PROVIDED RECORDS Block Start

use std::path::{Path, PathBuf};
use std::process;
use std::sync::Arc;
use std::time::{Duration, Instant};

use clap::{Args, Parser, Subcommand};

use facewatch_core::capture::domain::display_surface::DisplaySurface;
use facewatch_core::capture::domain::frame_source::FrameSource;
use facewatch_core::capture::infrastructure::annotated_image_surface::AnnotatedImageSurface;
use facewatch_core::capture::infrastructure::image_sequence_source::{
    ImageSequenceSource, DEFAULT_FPS,
};
use facewatch_core::identity::enrollment::enroll;
use facewatch_core::identity::identity_database::IdentityDatabase;
use facewatch_core::overlay::annotation_slot::AnnotationSlot;
use facewatch_core::overlay::frame_annotator::DEFAULT_THICKNESS;
use facewatch_core::recognition::domain::face_detector::FaceDetector;
use facewatch_core::recognition::domain::feature_extractor::FeatureExtractor;
use facewatch_core::recognition::infrastructure::onnx_embedding_extractor::OnnxEmbeddingExtractor;
use facewatch_core::recognition::infrastructure::onnx_yolo_detector::{
    OnnxYoloDetector, DEFAULT_CONFIDENCE,
};
use facewatch_core::recognition::recognizer::Recognizer;
use facewatch_core::session::session_controller::SessionController;
use facewatch_core::shared::constants::{
    EMBEDDING_MODEL_NAME, EMBEDDING_MODEL_URL, YOLO_MODEL_NAME, YOLO_MODEL_URL,
};
use facewatch_core::shared::frame::Frame;
use facewatch_core::shared::model_resolver;
use facewatch_core::shared::settings::RecognitionSettings;
use facewatch_core::shared::threshold::SharedThreshold;

/// How long the final frame's analysis may take once the input is exhausted.
const FLUSH_TIMEOUT: Duration = Duration::from_secs(10);

/// Live face recognition with on-frame annotations.
#[derive(Parser)]
#[command(name = "facewatch", version)]
struct Cli {
    #[command(subcommand)]
    command: Command,
}

#[derive(Subcommand)]
enum Command {
    /// Play an image or a directory of images through a recognition session.
    Watch(WatchArgs),
    /// Register the largest face in an image in the identity database.
    Enroll(EnrollArgs),
}

#[derive(Args)]
struct WatchArgs {
    /// Image file or directory of images (played in file name order).
    input: PathBuf,

    /// Identity database (defaults to the saved setting).
    #[arg(long)]
    database: Option<PathBuf>,

    /// Minimum match confidence for an identity (0.0-1.0).
    #[arg(long)]
    threshold: Option<f64>,

    /// Minimum spacing between analysed frames, in milliseconds.
    #[arg(long)]
    detect_interval_ms: Option<u64>,

    /// Maximum number of faces annotated at once.
    #[arg(long)]
    max_annotations: Option<usize>,

    /// Frame rate the input is played at.
    #[arg(long, default_value_t = DEFAULT_FPS)]
    fps: f64,

    /// Write annotated frames as PNG files into this directory.
    #[arg(long)]
    output: Option<PathBuf>,

    /// Outline thickness of annotations written with --output, in pixels.
    #[arg(long, default_value_t = DEFAULT_THICKNESS)]
    thickness: u32,

    /// Pace playback at the given frame rate instead of as fast as possible.
    #[arg(long)]
    realtime: bool,

    /// Face detection confidence threshold (0.0-1.0).
    #[arg(long, default_value_t = DEFAULT_CONFIDENCE)]
    confidence: f64,

    /// Persist the effective recognition settings for later runs.
    #[arg(long)]
    save_settings: bool,
}

#[derive(Args)]
struct EnrollArgs {
    /// Image containing the face to register.
    image: PathBuf,

    /// Name shown next to the recognised face.
    #[arg(long)]
    label: String,

    /// Extra information shown after the label (repeatable).
    #[arg(long = "info")]
    info: Vec<String>,

    /// Identity database (defaults to the saved setting).
    #[arg(long)]
    database: Option<PathBuf>,

    /// Face detection confidence threshold (0.0-1.0).
    #[arg(long, default_value_t = DEFAULT_CONFIDENCE)]
    confidence: f64,
}

fn main() {
    env_logger::init();

    if let Err(e) = run() {
        eprintln!("Error: {e}");
        process::exit(1);
    }
}

fn run() -> Result<(), Box<dyn std::error::Error>> {
    let cli = Cli::parse();
    match cli.command {
        Command::Watch(args) => run_watch(args),
        Command::Enroll(args) => run_enroll(args),
    }
}

fn run_watch(args: WatchArgs) -> Result<(), Box<dyn std::error::Error>> {
    validate_watch(&args)?;
    let settings = effective_settings(&args);
    if args.save_settings {
        settings.save();
    }

    let database = IdentityDatabase::load_or_empty(&settings.database_path);
    log::info!(
        "{} identities loaded from {}",
        database.len(),
        settings.database_path.display()
    );

    let recognizer = Recognizer::new(
        build_detector(args.confidence)?,
        build_extractor()?,
        Arc::new(database),
        SharedThreshold::new(settings.threshold),
    );

    let surface: Box<dyn DisplaySurface> = match &args.output {
        Some(dir) => Box::new(AnnotatedImageSurface::new(dir)?.with_thickness(args.thickness)),
        None => Box::new(LoggingSurface::default()),
    };

    let mut source = ImageSequenceSource::new(args.fps);
    let metadata = source.open(&args.input)?;

    let mut session = SessionController::new(surface, recognizer, &settings);
    session.start()?;

    let started = Instant::now();
    for frame in source.frames() {
        let frame = frame?;
        if args.realtime {
            pace(started, frame.timestamp());
        }
        eprint!(
            "\rPresenting frame {}/{}",
            frame.index() + 1,
            metadata.total_frames
        );
        session.present_frame(frame);
    }
    eprintln!();
    session.flush(FLUSH_TIMEOUT);

    let adapter = session.adapter_stats();
    let worker = session.worker_stats().unwrap_or_default();
    session.stop();
    source.close();

    log::info!(
        "Presented {} frames: {} analysed, {} busy, {} throttled, {} malformed; {} result batches",
        adapter.presented,
        adapter.forwarded,
        adapter.busy,
        adapter.throttled,
        adapter.malformed,
        worker.emitted
    );
    if let Some(dir) = &args.output {
        log::info!("Annotated frames written to {}", dir.display());
    }
    Ok(())
}

fn run_enroll(args: EnrollArgs) -> Result<(), Box<dyn std::error::Error>> {
    if !args.image.is_file() {
        return Err(format!("Image file not found: {}", args.image.display()).into());
    }
    validate_confidence(args.confidence)?;
    let database_path = args
        .database
        .clone()
        .unwrap_or_else(|| RecognitionSettings::load().database_path);

    let existing = if database_path.exists() {
        Some(IdentityDatabase::load(&database_path)?)
    } else {
        None
    };

    let frame = first_frame(&args.image)?;
    let mut detector = build_detector(args.confidence)?;
    let mut extractor = build_extractor()?;
    let record = enroll(
        detector.as_mut(),
        extractor.as_mut(),
        &frame,
        &args.label,
        args.info,
    )?;

    if let Some(db) = existing.filter(|db| !db.is_empty()) {
        if db.dimension() != record.features().len() {
            return Err(format!(
                "{} stores {}-dimensional features but the model produced {}",
                database_path.display(),
                db.dimension(),
                record.features().len()
            )
            .into());
        }
    }

    IdentityDatabase::append_record(&database_path, &record)?;
    println!(
        "Enrolled {} into {}",
        record.display_string(),
        database_path.display()
    );
    Ok(())
}

fn effective_settings(args: &WatchArgs) -> RecognitionSettings {
    let mut settings = RecognitionSettings::load();
    if let Some(path) = &args.database {
        settings.database_path = path.clone();
    }
    if let Some(threshold) = args.threshold {
        settings.threshold = threshold;
    }
    if let Some(ms) = args.detect_interval_ms {
        settings.detect_interval_ms = ms;
    }
    if let Some(n) = args.max_annotations {
        settings.max_annotations = n;
    }
    settings
}

fn validate_watch(args: &WatchArgs) -> Result<(), Box<dyn std::error::Error>> {
    if !args.input.exists() {
        return Err(format!("Input not found: {}", args.input.display()).into());
    }
    if let Some(t) = args.threshold {
        if !(0.0..=1.0).contains(&t) {
            return Err(format!("Threshold must be between 0.0 and 1.0, got {t}").into());
        }
    }
    if args.thickness == 0 {
        return Err("Thickness must be at least 1".into());
    }
    if args.max_annotations == Some(0) {
        return Err("Max annotations must be at least 1".into());
    }
    if !(args.fps.is_finite() && args.fps > 0.0) {
        return Err(format!("Frame rate must be positive, got {}", args.fps).into());
    }
    validate_confidence(args.confidence)
}

fn validate_confidence(confidence: f64) -> Result<(), Box<dyn std::error::Error>> {
    if !(0.0..=1.0).contains(&confidence) {
        return Err(format!("Confidence must be between 0.0 and 1.0, got {confidence}").into());
    }
    Ok(())
}

fn first_frame(path: &Path) -> Result<Frame, Box<dyn std::error::Error>> {
    let mut source = ImageSequenceSource::default();
    source.open(path)?;
    let frame = source.frames().next().ok_or("Image produced no frame")??;
    source.close();
    Ok(frame)
}

fn pace(started: Instant, timestamp: Duration) {
    let elapsed = started.elapsed();
    if timestamp > elapsed {
        std::thread::sleep(timestamp - elapsed);
    }
}

fn build_detector(confidence: f64) -> Result<Box<dyn FaceDetector>, Box<dyn std::error::Error>> {
    log::info!("Resolving model: {YOLO_MODEL_NAME}");
    let model_path = model_resolver::resolve(
        YOLO_MODEL_NAME,
        YOLO_MODEL_URL,
        None,
        Some(Box::new(|done: u64, total: u64| {
            download_progress("face detection", done, total)
        })),
    )?;
    Ok(Box::new(OnnxYoloDetector::new(&model_path, confidence)?))
}

fn build_extractor() -> Result<Box<dyn FeatureExtractor>, Box<dyn std::error::Error>> {
    log::info!("Resolving model: {EMBEDDING_MODEL_NAME}");
    let model_path = model_resolver::resolve(
        EMBEDDING_MODEL_NAME,
        EMBEDDING_MODEL_URL,
        None,
        Some(Box::new(|done: u64, total: u64| {
            download_progress("face embedding", done, total)
        })),
    )?;
    Ok(Box::new(OnnxEmbeddingExtractor::new(&model_path)?))
}

fn download_progress(what: &str, downloaded: u64, total: u64) {
    if total > 0 {
        let pct = (downloaded as f64 / total as f64 * 100.0) as u32;
        eprint!("\rDownloading {what} model... {pct}%");
    } else {
        eprint!("\rDownloading {what} model... {downloaded} bytes");
    }
    if total > 0 && downloaded >= total {
        eprintln!();
    }
}

/// Logs the visible annotations whenever they change.
#[derive(Default)]
struct LoggingSurface {
    last: Vec<String>,
}

impl DisplaySurface for LoggingSurface {
    fn present(
        &mut self,
        frame: &Frame,
        annotations: &[AnnotationSlot],
    ) -> Result<(), Box<dyn std::error::Error>> {
        let current: Vec<String> = annotations
            .iter()
            .filter(|s| s.is_visible())
            .map(|s| {
                let r = s.rect();
                format!("{} at ({}, {}, {}x{})", s.label(), r.x, r.y, r.width, r.height)
            })
            .collect();
        if current != self.last {
            if current.is_empty() {
                log::info!("Frame {}: no faces", frame.index());
            } else {
                log::info!("Frame {}: {}", frame.index(), current.join("; "));
            }
            self.last = current;
        }
        Ok(())
    }
}
/// Execution providers to try for the current platform, in order.
///
/// `ort` falls back to the CPU provider when none of these register.
pub fn preferred_execution_providers() -> Vec<ort::execution_providers::ExecutionProviderDispatch> {
    #[cfg(target_os = "macos")]
    {
        vec![ort::execution_providers::CoreMLExecutionProvider::default().build()]
    }
    #[cfg(target_os = "windows")]
    {
        vec![ort::execution_providers::DirectMLExecutionProvider::default().build()]
    }
    #[cfg(not(any(target_os = "macos", target_os = "windows")))]
    {
        vec![]
    }
}

/// Builds an inference session for `model_path` with the platform providers.
///
/// The worker thread is the only caller, so inter-op parallelism stays at one.
pub fn build_session(
    model_path: &std::path::Path,
) -> Result<ort::session::Session, Box<dyn std::error::Error>> {
    let intra_threads = std::thread::available_parallelism()
        .map(|n| n.get())
        .unwrap_or(1);
    let session = ort::session::Session::builder()?
        .with_optimization_level(ort::session::builder::GraphOptimizationLevel::Level3)?
        .with_inter_threads(1)?
        .with_intra_threads(intra_threads)?
        .with_execution_providers(preferred_execution_providers())?
        .commit_from_file(model_path)?;
    Ok(session)
}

PROVIDED RECORDS Block End

ASSIGNMENT >> Note every line above where the string "written" shows up, and copy those lines.

ANSWER BELOW >>
    /// Outline thickness of annotations written with --output, in pixels.
        log::info!("Annotated frames written to {}", dir.display());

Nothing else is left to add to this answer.